Here’s a little oddity that I came across at a client site recently.
The client called me in because they were having problems with Oracle error “ORA-01555: snapshot too old” appearing in a particular task after a few thousand seconds (typically 5,000 to 6,000) even though they had set the undo_retention to 14,400 seconds and had a huge undo tablespace running with autoextend enabled on the data files.
While investigating their problem, it occurred to me that the fact that they were using a 32KB block size might be contributing to the issue.

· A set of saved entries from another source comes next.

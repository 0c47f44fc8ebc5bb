//! The opened-response boundary handed to the decoder.

use serde_json::{Map, Value};

use super::socket::RawSocket;

/// Status code and header block of a streaming response.
///
/// Header order is preserved; lookups are case-insensitive.
#[derive(Debug, Clone, Default, PartialEq, Eq)]
pub struct ResponseHeaders {
    status: u16,
    entries: Vec<(String, String)>,
}

impl ResponseHeaders {
    #[must_use]
    pub fn new(status: u16, entries: Vec<(String, String)>) -> Self {
        Self { status, entries }
    }

    #[must_use]
    pub fn status(&self) -> u16 {
        self.status
    }

    /// First value of the named header.
    #[must_use]
    pub fn get(&self, name: &str) -> Option<&str> {
        self.entries
            .iter()
            .find(|(key, _)| key.eq_ignore_ascii_case(name))
            .map(|(_, value)| value.as_str())
    }

    /// Every value of the named header, in arrival order.
    pub fn get_all<'a>(&'a self, name: &str) -> impl Iterator<Item = &'a str> {
        self.entries
            .iter()
            .filter(move |(key, _)| key.eq_ignore_ascii_case(name))
            .map(|(_, value)| value.as_str())
    }

    pub fn iter(&self) -> impl Iterator<Item = (&str, &str)> {
        self.entries
            .iter()
            .map(|(key, value)| (key.as_str(), value.as_str()))
    }

    #[must_use]
    pub fn len(&self) -> usize {
        self.entries.len()
    }

    #[must_use]
    pub fn is_empty(&self) -> bool {
        self.entries.is_empty()
    }

    /// Returns true when `Transfer-Encoding` lists `chunked`.
    #[must_use]
    pub fn is_chunked(&self) -> bool {
        self.get_all("transfer-encoding").any(|value| {
            value
                .split(',')
                .any(|coding| coding.trim().eq_ignore_ascii_case("chunked"))
        })
    }

    /// Renders the headers as a JSON object keyed by lowercase name;
    /// repeated headers are joined with `", "`.
    #[must_use]
    pub fn to_json(&self) -> Value {
        let mut map = Map::new();
        for (key, value) in &self.entries {
            let key = key.to_ascii_lowercase();
            match map.get_mut(&key) {
                Some(Value::String(existing)) => {
                    existing.push_str(", ");
                    existing.push_str(value);
                }
                _ => {
                    map.insert(key, Value::String(value.clone()));
                }
            }
        }
        Value::Object(map)
    }
}

/// An open streaming response: parsed headers plus the raw socket.
///
/// `body_prefix` carries body bytes that were read off the socket together
/// with the response head; the chunk reader consumes them first.
#[derive(Debug)]
pub struct StreamResponse<S: RawSocket> {
    pub headers: ResponseHeaders,
    pub socket: S,
    pub body_prefix: Vec<u8>,
}

impl<S: RawSocket> StreamResponse<S> {
    #[must_use]
    pub fn new(headers: ResponseHeaders, socket: S) -> Self {
        Self {
            headers,
            socket,
            body_prefix: Vec::new(),
        }
    }

    #[must_use]
    pub fn with_body_prefix(mut self, prefix: Vec<u8>) -> Self {
        self.body_prefix = prefix;
        self
    }
}
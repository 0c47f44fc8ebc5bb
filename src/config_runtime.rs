//! Merging config file defaults under explicit command-line values.

use clap::{ArgMatches, CommandFactory, FromArgMatches, parser::ValueSource};

use crate::app_config::FileConfig;
use crate::cli::Args;

/// Which arguments were given explicitly on the command line.
#[derive(Debug, Clone, Copy, Default)]
pub(crate) struct CliValueSources {
    pub(crate) non_blocking: bool,
    pub(crate) timeout: bool,
    pub(crate) connect_timeout: bool,
    pub(crate) poll_interval_ms: bool,
    pub(crate) include_headers: bool,
    pub(crate) verbose: bool,
    pub(crate) quiet: bool,
}

pub(crate) fn parse_cli_with_sources() -> (Args, CliValueSources) {
    let matches = Args::command().get_matches();
    let args = Args::from_arg_matches(&matches).unwrap_or_else(|err| err.exit());
    let sources = value_sources(&matches);
    (args, sources)
}

fn value_sources(matches: &ArgMatches) -> CliValueSources {
    CliValueSources {
        non_blocking: is_commandline_value(matches, "non_blocking"),
        timeout: is_commandline_value(matches, "timeout"),
        connect_timeout: is_commandline_value(matches, "connect_timeout"),
        poll_interval_ms: is_commandline_value(matches, "poll_interval_ms"),
        include_headers: is_commandline_value(matches, "include_headers"),
        verbose: is_commandline_value(matches, "verbose"),
        quiet: is_commandline_value(matches, "quiet"),
    }
}

fn is_commandline_value(matches: &ArgMatches, id: &str) -> bool {
    matches.value_source(id) == Some(ValueSource::CommandLine)
}

/// Fills every argument not given on the command line from the file config.
pub(crate) fn apply_config_defaults(
    mut args: Args,
    cli_sources: &CliValueSources,
    file_config: Option<&FileConfig>,
) -> Args {
    let Some(file_config) = file_config else {
        return args;
    };

    if !cli_sources.non_blocking
        && let Some(blocking) = file_config.blocking
    {
        args.non_blocking = !blocking;
    }
    if !cli_sources.timeout
        && let Some(timeout) = file_config.timeout_secs
    {
        args.timeout = timeout;
    }
    if !cli_sources.connect_timeout
        && let Some(timeout) = file_config.connect_timeout_secs
    {
        args.connect_timeout = timeout;
    }
    if !cli_sources.poll_interval_ms
        && let Some(interval) = file_config.poll_interval_ms
    {
        args.poll_interval_ms = interval;
    }
    if !cli_sources.include_headers
        && let Some(include_headers) = file_config.include_headers
    {
        args.include_headers = include_headers;
    }
    args
}

/// Default log filter when `RUST_LOG` is unset.
///
/// Priority: `-q` > `-v` count > config `verbosity` > info.
pub(crate) fn resolve_default_log_level(
    args: &Args,
    cli_sources: &CliValueSources,
    file_config: Option<&FileConfig>,
) -> &'static str {
    if args.quiet {
        return "error";
    }
    if cli_sources.verbose {
        return match args.verbose {
            0 => "info",
            1 => "debug",
            _ => "trace",
        };
    }
    file_config
        .and_then(|cfg| cfg.verbosity)
        .map_or("info", |verbosity| verbosity.filter())
}
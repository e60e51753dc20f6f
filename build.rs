fn main() {
    // Only the firmware images link against the ESP32 memory map.
    if std::env::var("CARGO_CFG_TARGET_ARCH").as_deref() == Ok("xtensa") {
        println!("cargo:rustc-link-arg=-Tlinkall.x");
    }
}
//! Emulated SSD1306 on an I2C bus.
//!
//! Decodes the command (`0x00`) and data (`0x40`) writes the `ssd1306`
//! crate sends and keeps a copy of display RAM that the window renders from.

use std::cell::{Cell, RefCell};
use std::rc::Rc;

use embedded_graphics::pixelcolor::BinaryColor;
use embedded_graphics::prelude::*;
use embedded_hal_async::i2c::{self, ErrorKind, ErrorType, I2c, NoAcknowledgeSource, Operation};
use log::trace;

const WIDTH: usize = 128;
const PAGES: usize = 8;

#[derive(Debug, Clone, Copy)]
pub struct NoDevice;

impl i2c::Error for NoDevice {
    fn kind(&self) -> ErrorKind {
        ErrorKind::NoAcknowledge(NoAcknowledgeSource::Address)
    }
}

/// Panel RAM and the addressing registers that matter for drawing.
#[derive(Debug)]
struct PanelState {
    ram: [u8; WIDTH * PAGES],
    powered: bool,
    columns: (usize, usize),
    pages: (usize, usize),
    column: usize,
    page: usize,
}

impl PanelState {
    fn new() -> Self {
        Self {
            ram: [0; WIDTH * PAGES],
            powered: false,
            columns: (0, WIDTH - 1),
            pages: (0, PAGES - 1),
            column: 0,
            page: 0,
        }
    }

    fn command(&mut self, bytes: &[u8]) {
        let mut rest = bytes;
        while let Some((&op, args)) = rest.split_first() {
            let argc = argument_count(op).min(args.len());
            let (args, tail) = args.split_at(argc);
            match (op, args) {
                (0xAE, _) => self.powered = false,
                (0xAF, _) => self.powered = true,
                (0x21, [start, end]) => {
                    self.columns = (*start as usize % WIDTH, *end as usize % WIDTH);
                    self.column = self.columns.0;
                }
                (0x22, [start, end]) => {
                    self.pages = (*start as usize % PAGES, *end as usize % PAGES);
                    self.page = self.pages.0;
                }
                _ => trace!("panel: ignoring command {:#04x} {:02x?}", op, args),
            }
            rest = tail;
        }
    }

    /// Horizontal addressing: column first, wrapping into the next page.
    fn data(&mut self, bytes: &[u8]) {
        for byte in bytes {
            self.ram[self.page * WIDTH + self.column] = *byte;
            if self.column >= self.columns.1 {
                self.column = self.columns.0;
                self.page = if self.page >= self.pages.1 {
                    self.pages.0
                } else {
                    self.page + 1
                };
            } else {
                self.column += 1;
            }
        }
    }
}

/// Bytes of parameters following each command the driver may send.
fn argument_count(op: u8) -> usize {
    match op {
        0x21 | 0x22 => 2,
        0x20 | 0x81 | 0x8D | 0xA8 | 0xAD | 0xD3 | 0xD5 | 0xD9 | 0xDA | 0xDB => 1,
        _ => 0,
    }
}

/// Bus handle with one panel optionally attached. Clones share the panel.
#[derive(Debug, Clone)]
pub struct SimulatedPanel {
    address: Option<u8>,
    attached: Rc<Cell<bool>>,
    state: Rc<RefCell<PanelState>>,
}

impl SimulatedPanel {
    /// A bus with a panel strapped to `address`, or an empty bus.
    pub fn new(address: Option<u8>) -> Self {
        Self {
            address,
            attached: Rc::new(Cell::new(true)),
            state: Rc::new(RefCell::new(PanelState::new())),
        }
    }

    /// Pull the panel off the bus or plug it back in. RAM is kept.
    pub fn toggle_attached(&self) -> bool {
        let attached = !self.attached.get();
        self.attached.set(attached);
        attached
    }

    /// Copy panel RAM into `target`. A powered-down panel shows black.
    pub fn render<D>(&self, target: &mut D) -> Result<(), D::Error>
    where
        D: DrawTarget<Color = BinaryColor>,
    {
        let state = self.state.borrow();
        target.clear(BinaryColor::Off)?;
        if !state.powered {
            return Ok(());
        }
        let pixels = state.ram.iter().enumerate().flat_map(|(index, byte)| {
            let x = (index % WIDTH) as i32;
            let page = (index / WIDTH) as i32;
            (0..8)
                .filter(move |bit| byte & (1 << bit) != 0)
                .map(move |bit| Pixel(Point::new(x, page * 8 + bit), BinaryColor::On))
        });
        target.draw_iter(pixels)
    }
}

impl ErrorType for SimulatedPanel {
    type Error = NoDevice;
}

impl I2c for SimulatedPanel {
    async fn transaction(
        &mut self,
        address: u8,
        operations: &mut [Operation<'_>],
    ) -> Result<(), Self::Error> {
        if !self.attached.get() || self.address != Some(address) {
            return Err(NoDevice);
        }
        let mut state = self.state.borrow_mut();
        for operation in operations.iter_mut() {
            match operation {
                Operation::Write(bytes) => match bytes.split_first() {
                    Some((0x00, commands)) => state.command(commands),
                    Some((0x40, data)) => state.data(data),
                    Some((control, _)) => trace!("panel: unknown control byte {:#04x}", control),
                    None => {}
                },
                Operation::Read(buffer) => buffer.fill(0),
            }
        }
        Ok(())
    }
}
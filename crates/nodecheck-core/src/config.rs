//! Compile-time board configuration for the two bring-up images
//!
//! Neither image has a runtime configuration surface. The values below are
//! the wiring and timing of the physical nodes and are baked into the
//! firmware.

use crate::diagnostics::WiringHint;
use crate::sensors::{AccelRange, FilterBandwidth, GyroRange};

/// SSD1306 address with SA0 tied low.
pub const OLED_PRIMARY_ADDRESS: u8 = 0x3C;

/// SSD1306 address with SA0 tied high.
pub const OLED_FALLBACK_ADDRESS: u8 = 0x3D;

/// GPIO numbers of the two-wire bus.
#[derive(Debug, Clone, Copy, PartialEq, Eq)]
pub struct I2cPins {
    pub sda: u8,
    pub scl: u8,
}

/// Measurement settings applied after every successful sensor (re)initialization.
#[derive(Debug, Clone, Copy, PartialEq, Eq)]
pub struct ImuSettings {
    pub accel_range: AccelRange,
    pub gyro_range: GyroRange,
    pub bandwidth: FilterBandwidth,
}

impl ImuSettings {
    /// ±8 g, ±500 °/s, 21 Hz low-pass.
    pub const BRINGUP: Self = Self {
        accel_range: AccelRange::G8,
        gyro_range: GyroRange::Dps500,
        bandwidth: FilterBandwidth::Hz21,
    };
}

impl Default for ImuSettings {
    fn default() -> Self {
        Self::BRINGUP
    }
}

/// Sensor node: MPU6050 reconnection monitor.
#[derive(Debug, Clone, Copy, PartialEq, Eq)]
pub struct ImuNodeConfig {
    pub pins: I2cPins,
    pub bus_frequency_khz: u32,
    pub settings: ImuSettings,
    /// Wait after boot so a freshly attached serial monitor sees the banner.
    pub console_settle_ms: u32,
    /// Pause between "Reading sensor data..." and the first poll.
    pub post_init_ms: u32,
    /// Pacing after a good reading.
    pub poll_interval_ms: u32,
    /// Pacing after every reconnection attempt, successful or not.
    pub retry_delay_ms: u32,
}

impl ImuNodeConfig {
    pub const DEFAULT: Self = Self {
        pins: I2cPins { sda: 22, scl: 21 },
        bus_frequency_khz: 100,
        settings: ImuSettings::BRINGUP,
        console_settle_ms: 2000,
        post_init_ms: 1000,
        poll_interval_ms: 500,
        retry_delay_ms: 500,
    };
}

impl Default for ImuNodeConfig {
    fn default() -> Self {
        Self::DEFAULT
    }
}

/// Gateway node: OLED counter.
///
/// Note the bus pins are swapped relative to [`ImuNodeConfig`]; that matches
/// how the two boards are wired.
#[derive(Debug, Clone, Copy, PartialEq, Eq)]
pub struct OledNodeConfig {
    pub pins: I2cPins,
    pub bus_frequency_khz: u32,
    pub primary_address: u8,
    pub fallback_address: u8,
    pub console_settle_ms: u32,
    pub refresh_interval_ms: u32,
}

impl OledNodeConfig {
    pub const DEFAULT: Self = Self {
        pins: I2cPins { sda: 21, scl: 22 },
        bus_frequency_khz: 100,
        primary_address: OLED_PRIMARY_ADDRESS,
        fallback_address: OLED_FALLBACK_ADDRESS,
        console_settle_ms: 2000,
        refresh_interval_ms: 1000,
    };

    /// Wiring checklist printed when no display answers.
    pub const fn wiring_hints(&self) -> [WiringHint; 4] {
        [
            WiringHint::Power {
                signal: "VCC",
                rail: "3V3",
            },
            WiringHint::Power {
                signal: "GND",
                rail: "GND",
            },
            WiringHint::Gpio {
                signal: "SDA",
                gpio: self.pins.sda,
            },
            WiringHint::Gpio {
                signal: "SCL",
                gpio: self.pins.scl,
            },
        ]
    }
}

impl Default for OledNodeConfig {
    fn default() -> Self {
        Self::DEFAULT
    }
}

#[cfg(test)]
mod tests {
    use super::*;

    #[test]
    fn test_node_pins_are_swapped_between_boards() {
        let imu = ImuNodeConfig::DEFAULT.pins;
        let oled = OledNodeConfig::DEFAULT.pins;
        assert_eq!(imu.sda, oled.scl);
        assert_eq!(imu.scl, oled.sda);
    }

    #[test]
    fn test_default_pins_match_firmware_gpios() {
        // imu_check routes GPIO22/GPIO21, oled_check GPIO21/GPIO22
        assert_eq!(ImuNodeConfig::DEFAULT.pins, I2cPins { sda: 22, scl: 21 });
        assert_eq!(OledNodeConfig::DEFAULT.pins, I2cPins { sda: 21, scl: 22 });
    }

    #[test]
    fn test_wiring_hints_follow_configured_pins() {
        let mut config = OledNodeConfig::DEFAULT;
        config.pins = I2cPins { sda: 4, scl: 5 };

        let hints = config.wiring_hints();
        assert_eq!(
            hints[2],
            WiringHint::Gpio {
                signal: "SDA",
                gpio: 4
            }
        );
        assert_eq!(
            hints[3],
            WiringHint::Gpio {
                signal: "SCL",
                gpio: 5
            }
        );
    }
}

It was – although the contribution was relatively insignificant in this particular case – and it’s worth knowing that there are cases where this specific block size for the undo tablespace could be responsible for generating about 30% more undo block writes than you would otherwise expect.
The problem is similar to the problem of row migration and ASSM – there are some hard-coded limits in what you can put into a single Oracle block, and those limits may not be suitable for the larger Oracle block sizes.
In this case it’s the catalogue in the block header of the undo records that appear in the undo block that is limited to 255 entries. (Note – I’m not talking about the undo segment header block here, I’m talking about the header that appears in every other undo block.)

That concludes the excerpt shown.